Toda a provação realmente abalou a pobre Marta. Ela percebe que a mentira é verdadeira, que ela está apaixonada por Karen esse tempo todo, e que ela é lésbica.

É uma ótima cena por várias razões. Primeiro, você tem alguém realmente saindo na tela; admitindo que é lésbica, que sente profundamente o amor que não ousa falar seu nome. Claro, ninguém nunca diz 'gay' ou 'lésbica' ou 'homossexual', mas todos sabemos o que é. Ou nós?

Shirls Mac, no documentário de 1995, The Celluloid Closet, afirma que nem ela nem Audrey sabiam o que realmente estava acontecendo:

revisão das crônicas de frankenstein

'Poderíamos ter sido precursores, mas não éramos realmente porque não fizemos a imagem certa. Estávamos pensando que não entendíamos o que estávamos basicamente fazendo … e quando você olha para ela, Martha interpreta aquela cena - e ninguém a questionou - o que isso significava ou quais as alternativas que poderiam estar sob o diálogo, é ; mente incompreensível. A profundidade desse assunto não estava no léxico de nosso período de ensaios. Audrey e eu nunca conversamos sobre isso. Isso não é incrível? Verdadeiramente incrível. ”;

Sinto muito, Shirls, mas esse dique não caçará. Como é possível não saber o que Marta está realmente dizendo? Como alguém sente falta daquela porta do armário se abrindo e do corte de cabelo de um garoto de página? Em 1961, ela praticamente grita em cima de um carro alegórico com um par de dutos de X grudados nos seios:

A cena também é notável, pois, por um curto período de tempo, trata a relação romântica entre duas mulheres com simpatia incomum. Martha está apaixonada por sua melhor amiga e só agora está começando a perceber isso.

É um conto de amor não correspondido que humaniza Martha. E porque ela - uma lésbica - agora conquistou a simpatia do público, bem …

globo de alta manutenção

Mesmo depois que a sra.
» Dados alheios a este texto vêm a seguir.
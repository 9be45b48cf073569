/*!
 * Integration tests for the analyzer with a mocked text generator
 */

use serde_json::json;
use std::sync::Arc;
use std::time::{Duration, Instant};

use pausewise::analysis::pause::feedback::fallback_feedback;
use pausewise::analysis::pause::PauseLabel;
use pausewise::analysis::{cancel_pair, AnalysisSettings, SpeechAnalyzer};
use pausewise::generation::{GenerationRequest, MockGenerator};
use pausewise::transcript::Transcript;

use crate::common;

fn analyzer(mock: &MockGenerator) -> SpeechAnalyzer {
    SpeechAnalyzer::new(Arc::new(mock.clone()), AnalysisSettings::default())
}

/// Seven near-touching transitions and two measured pauses
fn rushed_answer() -> Transcript {
    let mut gaps = vec![0.01; 7];
    gaps.extend([0.3, 0.3]);
    common::transcript_with_gaps(&gaps)
}

/// Seven comfortable transitions and three short strategic pauses
fn polished_answer() -> Transcript {
    let mut gaps = vec![0.1; 7];
    gaps.extend([0.22, 0.22, 0.22]);
    common::transcript_with_gaps(&gaps)
}

fn coaching(feedback: &str, score: i64) -> serde_json::Value {
    json!({"actionable_feedback": feedback, "score": score})
}

/// Test that a failing coach leaves the deterministic report in place
#[tokio::test]
async fn test_analyzePauses_withFailingGenerator_shouldMatchOfflineReport() {
    common::init_logging();
    let transcript = rushed_answer();
    let mock = MockGenerator::failing();

    let report = analyzer(&mock).analyze_pauses(&transcript).await;
    let offline = SpeechAnalyzer::offline(AnalysisSettings::default())
        .analyze_pauses(&transcript)
        .await;

    assert_eq!(report, offline);
    assert_eq!(report.distribution[&PauseLabel::Rushed], "77.8%");
    assert!(report.score <= 2);
    assert_eq!(report.actionable_feedback, fallback_feedback(&report.details));
    assert_eq!(mock.request_count(), 2);
}

/// Test that malformed replies are treated as failures
#[tokio::test]
async fn test_analyzePauses_withMalformedGenerator_shouldFallBack() {
    let transcript = rushed_answer();
    let report = analyzer(&MockGenerator::malformed()).analyze_pauses(&transcript).await;

    assert_eq!(report.actionable_feedback, fallback_feedback(&report.details));
    assert_eq!(report.score, 1);
}

/// Test that a non-integer coaching score counts as a failed call
#[tokio::test]
async fn test_analyzePauses_withFractionalScore_shouldUseTemplate() {
    let mock = MockGenerator::working()
        .with_response("pause_suggestion", json!({"modified_transcript": ""}))
        .with_response(
            "pause_coaching",
            json!({"actionable_feedback": "Lovely.", "score": 4.5}),
        );

    let report = analyzer(&mock).analyze_pauses(&polished_answer()).await;
    assert_eq!(report.actionable_feedback, fallback_feedback(&report.details));
    assert_eq!(report.score, 4);
}

/// Test that the coach can lift an excellent mix by one point
#[tokio::test]
async fn test_analyzePauses_withGenerousCoachOnExcellentMix_shouldUpgradeByOne() {
    let mock = MockGenerator::working()
        .with_response("pause_suggestion", json!({"modified_transcript": ""}))
        .with_response("pause_coaching", coaching("Great emphasis before 'w8' (00:03).", 5));

    let report = analyzer(&mock).analyze_pauses(&polished_answer()).await;

    assert_eq!(report.distribution[&PauseLabel::Strategic], "30.0%");
    assert_eq!(report.distribution[&PauseLabel::Normal], "70.0%");
    assert_eq!(report.actionable_feedback, "Great emphasis before 'w8' (00:03).");
    assert_eq!(report.score, 5);
}

/// Test that the coach can neither lower the score nor lift a weak mix
#[tokio::test]
async fn test_analyzePauses_withCoachScores_shouldNeverOverrideRubric() {
    let harsh = MockGenerator::working()
        .with_response("pause_suggestion", json!({"modified_transcript": ""}))
        .with_response("pause_coaching", coaching("Needs work.", 1));
    assert_eq!(analyzer(&harsh).analyze_pauses(&polished_answer()).await.score, 4);

    let generous = MockGenerator::working()
        .with_response("pause_suggestion", json!({"modified_transcript": ""}))
        .with_response("pause_coaching", coaching("Perfect!", 5));
    assert_eq!(analyzer(&generous).analyze_pauses(&rushed_answer()).await.score, 1);

    let out_of_range = MockGenerator::working()
        .with_response("pause_suggestion", json!({"modified_transcript": ""}))
        .with_response("pause_coaching", coaching("Wow.", 42));
    assert_eq!(analyzer(&out_of_range).analyze_pauses(&polished_answer()).await.score, 5);
}

/// Test that a blank coaching paragraph is replaced by the template
#[tokio::test]
async fn test_analyzePauses_withBlankCoachingFeedback_shouldUseTemplate() {
    let mock = MockGenerator::working()
        .with_response("pause_suggestion", json!({"modified_transcript": ""}))
        .with_response("pause_coaching", coaching("   ", 3));

    let report = analyzer(&mock).analyze_pauses(&rushed_answer()).await;
    assert_eq!(report.actionable_feedback, fallback_feedback(&report.details));
}

/// Test that recommended positions are not counted as rushed
#[tokio::test]
async fn test_analyzePauses_withRecommendations_shouldExemptRushedTransitions() {
    let transcript = rushed_answer();
    let mut annotated: Vec<String> = transcript.words.iter().map(|w| w.word.clone()).collect();
    annotated.insert(1, "[PAUSE]".to_string());
    annotated.insert(3, "[PAUSE]".to_string());

    let mock = MockGenerator::working()
        .with_response("pause_suggestion", json!({"modified_transcript": annotated.join(" ")}))
        .with_response("pause_coaching", coaching("Keep going.", 2));

    let report = analyzer(&mock).analyze_pauses(&transcript).await;
    assert!(report.overview.starts_with("5 rushed transitions"));
    assert_eq!(report.distribution[&PauseLabel::Normal], "22.2%");
}

/// Test that the coaching prompt carries the statistics and the examples
#[tokio::test]
async fn test_analyzePauses_coachingRequest_shouldCarryStatistics() {
    let mock = MockGenerator::working()
        .with_response("pause_suggestion", json!({"modified_transcript": ""}))
        .with_response("pause_coaching", coaching("ok", 2));

    let report = analyzer(&mock).analyze_pauses(&rushed_answer()).await;
    let requests: Vec<GenerationRequest> = mock.recorded_requests();
    assert_eq!(requests.len(), 2);

    assert_eq!(requests[0].schema.name, "pause_suggestion");
    assert!(requests[0].system_prompt.contains("\"w0 w1 w2 w3 w4 w5 w6 w7 w8 w9\""));

    let prompt = &requests[1].system_prompt;
    assert_eq!(requests[1].schema.name, "pause_coaching");
    assert!(prompt.contains("Long pauses : 0.0%"));
    assert!(prompt.contains("Rushed pauses: 77.8%"));
    assert!(prompt.contains("Strategic    : 22.2%"));
    assert!(prompt.contains(&report.details[0]));
}

/// Test that a slow generator is abandoned at the deadline
#[tokio::test]
async fn test_analyzePauses_withSlowGenerator_shouldTimeOutAndFallBack() {
    let mock = MockGenerator::slow(5_000)
        .with_response("pause_suggestion", json!({"modified_transcript": ""}))
        .with_response("pause_coaching", coaching("too late", 5));
    let settings = AnalysisSettings::default().llm_timeout(Duration::from_millis(50));
    let analyzer = SpeechAnalyzer::new(Arc::new(mock.clone()), settings);

    let started = Instant::now();
    let report = analyzer.analyze_pauses(&rushed_answer()).await;

    assert!(started.elapsed() < Duration::from_secs(2));
    assert_eq!(report.actionable_feedback, fallback_feedback(&report.details));
    assert_eq!(mock.request_count(), 2);
}

/// Test that cancelling mid-call abandons outstanding generation
#[tokio::test]
async fn test_analyzeWithCancel_cancelledDuringCall_shouldReturnDeterministicReport() {
    let mock = MockGenerator::slow(30_000)
        .with_response("pause_suggestion", json!({"modified_transcript": ""}))
        .with_response("pause_coaching", coaching("never", 5));
    let analyzer = analyzer(&mock);
    let (handle, signal) = cancel_pair();

    tokio::spawn(async move {
        tokio::time::sleep(Duration::from_millis(50)).await;
        handle.cancel();
    });

    let transcript = rushed_answer();
    let started = Instant::now();
    let report = analyzer.analyze_with_cancel(&transcript, &signal).await;

    assert!(started.elapsed() < Duration::from_secs(5));
    assert_eq!(mock.request_count(), 1);
    assert_eq!(report.pause.actionable_feedback, fallback_feedback(&report.pause.details));
    assert_eq!(report.pace, analyzer.analyze_pace(&transcript));
}

/// Test that identical inputs give byte-identical reports
#[tokio::test]
async fn test_analyze_repeated_shouldBeDeterministic() {
    let mock = MockGenerator::working()
        .with_response("pause_suggestion", json!({"modified_transcript": "So the [PAUSE] first thing"}))
        .with_response("pause_coaching", coaching("Pause before 'everything' (00:02).", 3));
    let analyzer = analyzer(&mock);
    let transcript = common::interview_answer();

    let first = serde_json::to_string(&analyzer.analyze(&transcript).await).unwrap();
    let second = serde_json::to_string(&analyzer.analyze(&transcript).await).unwrap();
    assert_eq!(first, second);
}

/// Test concurrent analyses sharing one analyzer
#[tokio::test]
async fn test_analyze_concurrentCalls_shouldNotInterfere() {
    let mock = MockGenerator::intermittent(3)
        .with_response("pause_suggestion", json!({"modified_transcript": ""}))
        .with_response("pause_coaching", coaching("ok", 3));
    let analyzer = analyzer(&mock);

    let handles: Vec<_> = (0..8)
        .map(|i| {
            let analyzer = analyzer.clone();
            let transcript = if i % 2 == 0 { rushed_answer() } else { polished_answer() };
            tokio::spawn(async move { analyzer.analyze(&transcript).await })
        })
        .collect();

    for handle in handles {
        let report = handle.await.unwrap();
        assert!((1..=5).contains(&report.pause.score));
        assert!((0.0..=5.0).contains(&report.pace.score));
    }
    assert_eq!(mock.request_count(), 16);
}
Tilford vem se desculpar. Mesmo depois que Karen não a evita por admitir seus sentimentos. Mesmo depois que Karen pede para ela ir embora com ela. Martha se enforca. Ela simplesmente não consegue viver com a verdade, de modo que seu corpo é adicionado à pilha de outros personagens estranhos mortos apenas dentro dos quadros finais de seus filmes.

Shirley Mac acrescentou: 'Hoje em dia haveria um tremendo clamor, assim como deveria haver.' Por que Martha desmoronou e disse: 'Oh meu Deus, o que há de errado comigo? Estou tão poluído que estraguei você'? Ela lutaria! Ela lutaria por sua preferência crescente. ”;

Mas e Karen? Karen, que não apenas interrompeu o noivado, mas ficou do lado da amiga até o fim? Quem diria que, se ela e Martha tivessem ido embora juntas, elas não se tornariam um casal de lésbicas dinâmicas e impossivelmente chiques no cenário artístico do centro de Nova York? Inferno, Karen é européia, ela parece bastante aberta:

Aquelas representações positivas do 'estilo de vida homossexual', no entanto, ainda estavam a quilômetros e décadas e numerosos personagens estranhos mortos de distância.